[Stored data]
····················
use std::path::{Path, PathBuf};

use serde::{Deserialize, Serialize};
use thiserror::Error;

use crate::Config;

/// On-disk TOML configuration structure.
/// All fields are optional so partial configs work (merge with defaults).
#[derive(Debug, Clone, Default, PartialEq, Serialize, Deserialize)]
pub struct ConfigFile {
    pub extraction: Option<ExtractionConfig>,
    pub ocr: Option<OcrConfig>,
    pub concurrency: Option<ConcurrencyConfig>,
    pub rules: Option<RulesConfig>,
}

#[derive(Debug, Clone, Default, PartialEq, Serialize, Deserialize)]
pub struct ExtractionConfig {
    pub sparse_text_threshold: Option<usize>,
    pub phrase_gap: Option<f32>,
    pub max_example_locations: Option<usize>,
}

#[derive(Debug, Clone, Default, PartialEq, Serialize, Deserialize)]
pub struct OcrConfig {
    pub enabled: Option<bool>,
    pub scale: Option<f32>,
    pub retries: Option<u32>,
    pub min_confidence: Option<f32>,
    pub merge_iou: Option<f32>,
    pub merge_similarity: Option<f64>,
    pub tesseract_path: Option<String>,
    pub language: Option<String>,
    pub dpi: Option<u32>,
}

#[derive(Debug, Clone, Default, PartialEq, Serialize, Deserialize)]
pub struct ConcurrencyConfig {
    pub num_workers: Option<usize>,
}

/// The `[rules]` table. Each list either extends or replaces the built-in one.
#[derive(Debug, Clone, Default, PartialEq, Serialize, Deserialize)]
pub struct RulesConfig {
    pub max_tag_len: Option<usize>,
    /// Fraction of the page extent treated as border for grid-label exclusions.
    pub border_margin: Option<f32>,
    pub exclusions: Option<ListSpec<ExclusionSpec>>,
    pub stoplist: Option<ListSpec<String>>,
    pub matchers: Option<ListSpec<MatcherSpec>>,
}

#[derive(Debug, Clone, Copy, Default, PartialEq, Eq, Serialize, Deserialize)]
#[serde(rename_all = "lowercase")]
pub enum ListMode {
    #[default]
    Extend,
    Replace,
}

#[derive(Debug, Clone, PartialEq, Serialize, Deserialize)]
pub struct ListSpec<T> {
    #[serde(default)]
    pub mode: ListMode,
    #[serde(default = "Vec::new")]
    pub items: Vec<T>,
}

impl<T> ListSpec<T> {
    pub fn replace(items: Vec<T>) -> Self {
        Self {
            mode: ListMode::Replace,
            items,
        }
    }
}

#[derive(Debug, Clone, PartialEq, Serialize, Deserialize)]
pub struct ExclusionSpec {
    pub name: String,
    pub pattern: String,
    /// Only reject when the token lies within the page border margin.
    #[serde(default)]
    pub near_border: bool,
}

#[derive(Debug, Clone, PartialEq, Serialize, Deserialize)]
pub struct MatcherSpec {
    pub name: String,
    pub tag_type: String,
    pub patterns: Vec<String>,
    /// Insert ahead of the named matcher instead of at the end (extend mode).
    #[serde(default, skip_serializing_if = "Option::is_none")]
    pub before: Option<String>,
    #[serde(default)]
    pub validation: ValidationSpec,
}

#[derive(Debug, Clone, Default, PartialEq, Serialize, Deserialize)]
pub struct ValidationSpec {
    #[serde(default, skip_serializing_if = "Option::is_none")]
    pub hyphen_groups: Option<usize>,
    /// Literal prefix that must be followed by digits only.
    #[serde(default, skip_serializing_if = "Option::is_none")]
    pub prefix_then_digits: Option<String>,
    #[serde(default, skip_serializing_if = "std::ops::Not::not")]
    pub require_digit: bool,
    #[serde(default, skip_serializing_if = "Option::is_none")]
    pub max_len: Option<usize>,
    #[serde(default, skip_serializing_if = "std::ops::Not::not")]
    pub mostly_uppercase: bool,
}

#[derive(Error, Debug)]
pub enum ConfigFileError {
    #[error("failed to read {path}: {source}")]
    Read {
        path: PathBuf,
        source: std::io::Error,
    },
    #[error("failed to parse {path}: {source}")]
    Parse {
        path: PathBuf,
        source: toml::de::Error,
    },
    #[error("could not determine config directory")]
    NoConfigDir,
    #[error("failed to serialize config: {0}")]
    Serialize(#[from] toml::ser::Error),
    #[error("failed to write config: {0}")]
    Write(#[from] std::io::Error),
}

pub const LOCAL_CONFIG_NAME: &str = ".pidtag.toml";

/// Platform config directory path: `<config_dir>/pidtag/config.toml`.
pub fn config_path() -> Option<PathBuf> {
    dirs::config_dir().map(|d| d.join("pidtag").join("config.toml"))
}

/// Load config by cascading CWD `.pidtag.toml` over platform config.
/// CWD values override platform values. Missing files are skipped; files
/// that exist but do not parse are errors.
pub fn load_config() -> Result<ConfigFile, ConfigFileError> {
    let platform = match config_path() {
        Some(p) => load_from_path(&p)?,
        None => None,
    };
    let cwd = load_from_path(Path::new(LOCAL_CONFIG_NAME))?;

    Ok(match (platform, cwd) {
        (None, None) => ConfigFile::default(),
        (Some(p), None) => p,
        (None, Some(c)) => c,
        (Some(p), Some(c)) => merge(p, c),
    })
}

/// Load a config from a specific path. Returns `Ok(None)` if the file
/// doesn't exist.
pub fn load_from_path(path: &Path) -> Result<Option<ConfigFile>, ConfigFileError> {
    let content = match std::fs::read_to_string(path) {
        Ok(c) => c,
        Err(e) if e.kind() == std::io::ErrorKind::NotFound => return Ok(None),
        Err(source) => {
            return Err(ConfigFileError::Read {
                path: path.to_path_buf(),
                source,
            });
        }
    };
    toml::from_str(&content)
        .map(Some)
        .map_err(|source| ConfigFileError::Parse {
            path: path.to_path_buf(),
            source,
        })
}

fn pick<S, T>(overlay: &Option<S>, base: &Option<S>, field: impl Fn(&S) -> Option<T>) -> Option<T> {
    overlay
        .as_ref()
        .and_then(&field)
        .or_else(|| base.as_ref().and_then(&field))
}

/// Merge two configs: `overlay` values take precedence over `base`.
///
/// Rule lists are not concatenated across files; an overlay list replaces
/// the base list of the same name.
pub fn merge(base: ConfigFile, overlay: ConfigFile) -> ConfigFile {
    let (b, o) = (&base, &overlay);
    ConfigFile {
        extraction: Some(ExtractionConfig {
            sparse_text_threshold: pick(&o.extraction, &b.extraction, |e| e.sparse_text_threshold),
            phrase_gap: pick(&o.extraction, &b.extraction, |e| e.phrase_gap),
            max_example_locations: pick(&o.extraction, &b.extraction, |e| e.max_example_locations),
        }),
        ocr: Some(OcrConfig {
            enabled: pick(&o.ocr, &b.ocr, |c| c.enabled),
            scale: pick(&o.ocr, &b.ocr, |c| c.scale),
            retries: pick(&o.ocr, &b.ocr, |c| c.retries),
            min_confidence: pick(&o.ocr, &b.ocr, |c| c.min_confidence),
            merge_iou: pick(&o.ocr, &b.ocr, |c| c.merge_iou),
            merge_similarity: pick(&o.ocr, &b.ocr, |c| c.merge_similarity),
            tesseract_path: pick(&o.ocr, &b.ocr, |c| c.tesseract_path.clone()),
            language: pick(&o.ocr, &b.ocr, |c| c.language.clone()),
            dpi: pick(&o.ocr, &b.ocr, |c| c.dpi),
        }),
        concurrency: Some(ConcurrencyConfig {
            num_workers: pick(&o.concurrency, &b.concurrency, |c| c.num_workers),
        }),
        rules: Some(RulesConfig {
            max_tag_len: pick(&o.rules, &b.rules, |r| r.max_tag_len),
            border_margin: pick(&o.rules, &b.rules, |r| r.border_margin),
            exclusions: pick(&o.rules, &b.rules, |r| r.exclusions.clone()),
            stoplist: pick(&o.rules, &b.rules, |r| r.stoplist.clone()),
            matchers: pick(&o.rules, &b.rules, |r| r.matchers.clone()),
        }),
    }
}

impl ConfigFile {
    /// Apply the extraction, OCR and concurrency sections onto `config`.
    pub fn apply_to(&self, config: &mut Config) {
        if let Some(e) = &self.extraction {
            if let Some(v) = e.sparse_text_threshold {
                config.sparse_text_threshold = v;
            }
            if let Some(v) = e.phrase_gap {
                config.phrase_gap = v;
            }
            if let Some(v) = e.max_example_locations {
                config.max_example_locations = v;
            }
        }
        if let Some(o) = &self.ocr {
            if let Some(v) = o.enabled {
                config.ocr_enabled = v;
            }
            if let Some(v) = o.scale {
                config.ocr_scale = v;
            }
            if let Some(v) = o.retries {
                config.ocr_retries = v;
            }
            if let Some(v) = o.min_confidence {
                config.min_ocr_confidence = v;
            }
            if let Some(v) = o.merge_iou {
                config.merge.iou = v;
            }
            if let Some(v) = o.merge_similarity {
                config.merge.similarity = v;
            }
        }
        if let Some(c) = &self.concurrency
            && let Some(n) = c.num_workers
        {
            config.num_workers = n.max(1);
        }
    }

    /// The defaults written by `init-config`, minus the rule table, which
    /// the rules crate fills in.
    pub fn from_config(config: &Config) -> Self {
        ConfigFile {
            extraction: Some(ExtractionConfig {
                sparse_text_threshold: Some(config.sparse_text_threshold),
                phrase_gap: Some(config.phrase_gap),
                max_example_locations: Some(config.max_example_locations),
            }),
            ocr: Some(OcrConfig {
                enabled: Some(config.ocr_enabled),
                scale: Some(config.ocr_scale),
                retries: Some(config.ocr_retries),
                min_confidence: Some(config.min_ocr_confidence),
                merge_iou: Some(config.merge.iou),
                merge_similarity: Some(config.merge.similarity),
                tesseract_path: None,
                language: None,
                dpi: None,
            }),
            concurrency: Some(ConcurrencyConfig { num_workers: None }),
            rules: None,
        }
    }
}

/// Save the config to `path`, or to the platform config directory.
pub fn save_config(config: &ConfigFile, path: Option<&Path>) -> Result<PathBuf, ConfigFileError> {
    let path = match path {
        Some(p) => p.to_path_buf(),
        None => config_path().ok_or(ConfigFileError::NoConfigDir)?,
    };
    if let Some(parent) = path.parent()
        && !parent.as_os_str().is_empty()
    {
        std::fs::create_dir_all(parent)?;
    }
    let content = toml::to_string_pretty(config)?;
    std::fs::write(&path, content)?;
    Ok(path)
}

#[cfg(test)]
mod tests {
    use super::*;

    #[test]
    fn partial_config_parses() {
        let toml_str = "[extraction]\nsparse_text_threshold = 150\n";
        let parsed: ConfigFile = toml::from_str(toml_str).unwrap();
        assert_eq!(parsed.extraction.unwrap().sparse_text_threshold, Some(150));
        assert!(parsed.ocr.is_none());
    }

    #[test]
    fn rules_section_parses_with_default_mode() {
        let toml_str = r#"
[rules.stoplist]
items = ["LEGEND"]

[rules.matchers]
mode = "replace"

[[rules.matchers.items]]
name = "valve"
tag_type = "valve"
patterns = ['^VLV\d{4}$']
validation = { require_digit = true }
"#;
        let parsed: ConfigFile = toml::from_str(toml_str).unwrap();
        let rules = parsed.rules.unwrap();
        let stoplist = rules.stoplist.unwrap();
        assert_eq!(stoplist.mode, ListMode::Extend);
        assert_eq!(stoplist.items, vec!["LEGEND".to_string()]);
        let matchers = rules.matchers.unwrap();
        assert_eq!(matchers.mode, ListMode::Replace);
        assert_eq!(matchers.items[0].patterns, vec![r"^VLV\d{4}$".to_string()]);
        assert!(matchers.items[0].validation.require_digit);
        assert!(matchers.items[0].before.is_none());
    }

    #[test]
    fn merge_overlay_wins() {
        let base = ConfigFile {
            ocr: Some(OcrConfig {
                scale: Some(3.0),
                language: Some("eng".into()),
                ..Default::default()
            }),
            ..Default::default()
        };
        let overlay = ConfigFile {
            ocr: Some(OcrConfig {
                scale: Some(4.0),
                ..Default::default()
            }),
            ..Default::default()
        };
        let merged = merge(base, overlay);
        let ocr = merged.ocr.unwrap();
        assert_eq!(ocr.scale, Some(4.0));
        assert_eq!(ocr.language.as_deref(), Some("eng"));
    }

    #[test]
    fn apply_overrides_only_present_fields() {
        let file = ConfigFile {
            extraction: Some(ExtractionConfig {
                sparse_text_threshold: Some(50),
                ..Default::default()
            }),
            concurrency: Some(ConcurrencyConfig {
                num_workers: Some(0),
            }),
            ..Default::default()
        };
        let mut config = Config::default();
        file.apply_to(&mut config);
        assert_eq!(config.sparse_text_threshold, 50);
        assert_eq!(config.ocr_scale, 2.0);
        assert_eq!(config.num_workers, 1);
    }

    #[test]
    fn invalid_file_is_an_error() {
        let dir = tempfile::tempdir().unwrap();
        let path = dir.path().join("bad.toml");
        std::fs::write(&path, "[extraction\nsparse_text_threshold = ").unwrap();
        assert!(matches!(
            load_from_path(&path),
            Err(ConfigFileError::Parse { .. })
        ));
    }

    #[test]
    fn missing_file_is_none() {
        let dir = tempfile::tempdir().unwrap();
        assert!(load_from_path(&dir.path().join("absent.toml")).unwrap().is_none());
    }

    #[test]
    fn save_creates_parent_dirs() {
        let dir = tempfile::tempdir().unwrap();
        let path = dir.path().join("nested").join("config.toml");
        let file = ConfigFile::from_config(&Config::default());
        let written = save_config(&file, Some(&path)).unwrap();
        let loaded = load_from_path(&written).unwrap().unwrap();
        assert_eq!(
            loaded.extraction.unwrap().sparse_text_threshold,
            Some(crate::DEFAULT_SPARSE_TEXT_THRESHOLD)
        );
    }
}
····················
● **Assignment**
Among the lines above, find those carrying the word "merged" and copy them out.

● **Result**
        let merged = merge(base, overlay);
        let ocr = merged.ocr.unwrap();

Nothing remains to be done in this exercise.